Some brief analysis follows - see if you can find any of these observations, none of them requiring any special knowledge, in tomorrow's commentary. Listening tonight to CNN and Hardball, I didn't hear any of them:
Bush: Iraq...sponsored terror, possessed and used weapons of mass destruction. No evidence has been presented that Iraq sponsored terror. They definitely did possess biological and chemical weapons (dubiously called weapons of mass destruction - see below); in many cases the components of these were supplied by U.S. companies, and at the time they were used, Iraq was backed by the U.S.
Bush: For 12 years [Iraq] defied the clear demands of the United Nations Security Council. It now appears to be incontrovertible that Iraq has been completely disarmed since 1998, in compliance with the Security Council resolution.
Bush: Our coalition enforced these international demands in one of the swiftest and most humane military campaigns in history. Swift, yes. Humane? 6-8000 Iraqi civilians and tens of thousands of equally innocent Iraqi soldiers killed, and untold numbers wounded. Iraqis still being "blown away" on a daily basis by American troops (see item below). And a complete and total disregard for even counting these people, as if they are less than human. Humane? We report, you decide.
Bush: For a generation leading up to September the 11th, 2001, terrorists and their radical allies attacked innocent people in the Middle East and beyond, without facing a sustained and serious response. And this is related to the invasion of Iraq how exactly?
Bush: We are staying on the offensive, with a series of precise strikes against enemy targets increasingly guided by intelligence given to us by Iraqi citizens. I wonder if Farah Fadhil (see item below) is one of those?
Bush: So far, of the 55 most wanted former Iraqi leaders, 42 are dead or in custody. We are sending a clear message: anyone who seeks to harm our soldiers can know that our soldiers are hunting for them. Actually, there is no evidence that any of those 42 people had anything to do with "harming our soldiers." We are still holding in custody, totally incommunicado and essentially dead to the world, people like Gen. Amir al-Saadi and Tariq Aziz. When is the U.S. going to let these people go?
Bush: Our military commanders in Iraq advise me that the current number of American troops -- nearly 130,000 -- is appropriate to their mission...our commanders have requested a third multinational division to serve in Iraq. Surely the question is how many "troops" the military commanders want, not how many "American troops." If they have requested another division, then they need another division. Whether that division is an American division or a multinational division is a political question, not a military one (of course, Left I believes that all divisions should be removed, not reinforced).
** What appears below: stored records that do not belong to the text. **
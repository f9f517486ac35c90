//! Boss directory loader.

use std::path::Path;

use boss_core::{AbilityDefinition, BossConfig, BossDefinition, PhaseDefinition};

use crate::loaders::{AbilityLoader, ConfigLoader, LoadResult, PhaseLoader};

pub const ABILITIES_FILE: &str = "abilities.ron";
pub const PHASES_FILE: &str = "phases.ron";
pub const CONFIG_FILE: &str = "config.toml";

/// Loads a complete boss from a data directory.
///
/// # Directory Structure
///
/// ```text
/// warden/
/// ├── abilities.ron
/// ├── phases.ron
/// └── config.toml   (optional)
/// ```
///
/// The boss is named after the directory.
pub struct BossLoader;

impl BossLoader {
    pub fn load_dir(dir: &Path) -> LoadResult<BossDefinition> {
        let name = dir
            .file_name()
            .and_then(|n| n.to_str())
            .ok_or_else(|| anyhow::anyhow!("Invalid boss directory {}", dir.display()))?;

        let abilities = AbilityLoader::load(&dir.join(ABILITIES_FILE))?;
        let phases = PhaseLoader::load(&dir.join(PHASES_FILE))?;

        let config_path = dir.join(CONFIG_FILE);
        let config = if config_path.exists() {
            ConfigLoader::load(&config_path)?
        } else {
            tracing::debug!("No {} for '{}', using defaults", CONFIG_FILE, name);
            BossConfig::default()
        };

        Self::assemble(name, config, abilities, phases)
            .map_err(|e| anyhow::anyhow!("{} ({})", e, dir.display()))
    }

    /// Builds and validates a definition from already-parsed parts.
    pub fn assemble(
        name: &str,
        config: BossConfig,
        abilities: Vec<AbilityDefinition>,
        phases: Vec<PhaseDefinition>,
    ) -> LoadResult<BossDefinition> {
        let definition = BossDefinition::new(name, config, abilities, phases);
        definition
            .validate()
            .map_err(|e| anyhow::anyhow!("Invalid boss '{}': {}", name, e))?;

        tracing::info!(
            "Loaded boss '{}' ({} abilities, {} phases)",
            name,
            definition.abilities.len(),
            definition.phases.len()
        );
        Ok(definition)
    }
}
Bush: This budget request [$19 billion] will...support our commitment to helping the Iraqi and Afghan people rebuild their own nations, after decades of oppression and mismanagement...We will help them to restore basic services, such as electricity and water, and to build new schools, roads, and medical clinics. "Oppression and mismanagement"? Is that what destroyed the electricity, water, schools, roads, and medical clinics in Iraq? Or could two brutal wars and a decade of harsh economic sanctions have something to do with it?
Bush: We mourn every American who has died so bravely, so far from home. Perhaps, but when we count them, we do our best to exclude those who didn't die in "combat." So evidently we don't mourn those Americans quite as much.
And finally, it's critical to not just look at what someone says, but at what they don't say. And of course, the #1 thing not said in this Bush speech - the "search" for weapons of mass destruction. Not only aren't there any actual weapons in Iraq, there isn't even any evidence of ongoing programs to make such weapons. The new line is that key scientists were "retained" (as opposed to what? execution?). Bush's comment on this, the key public justification for the invasion, and the sole basis on which the British government, at least, joined in the invasion? Not a word.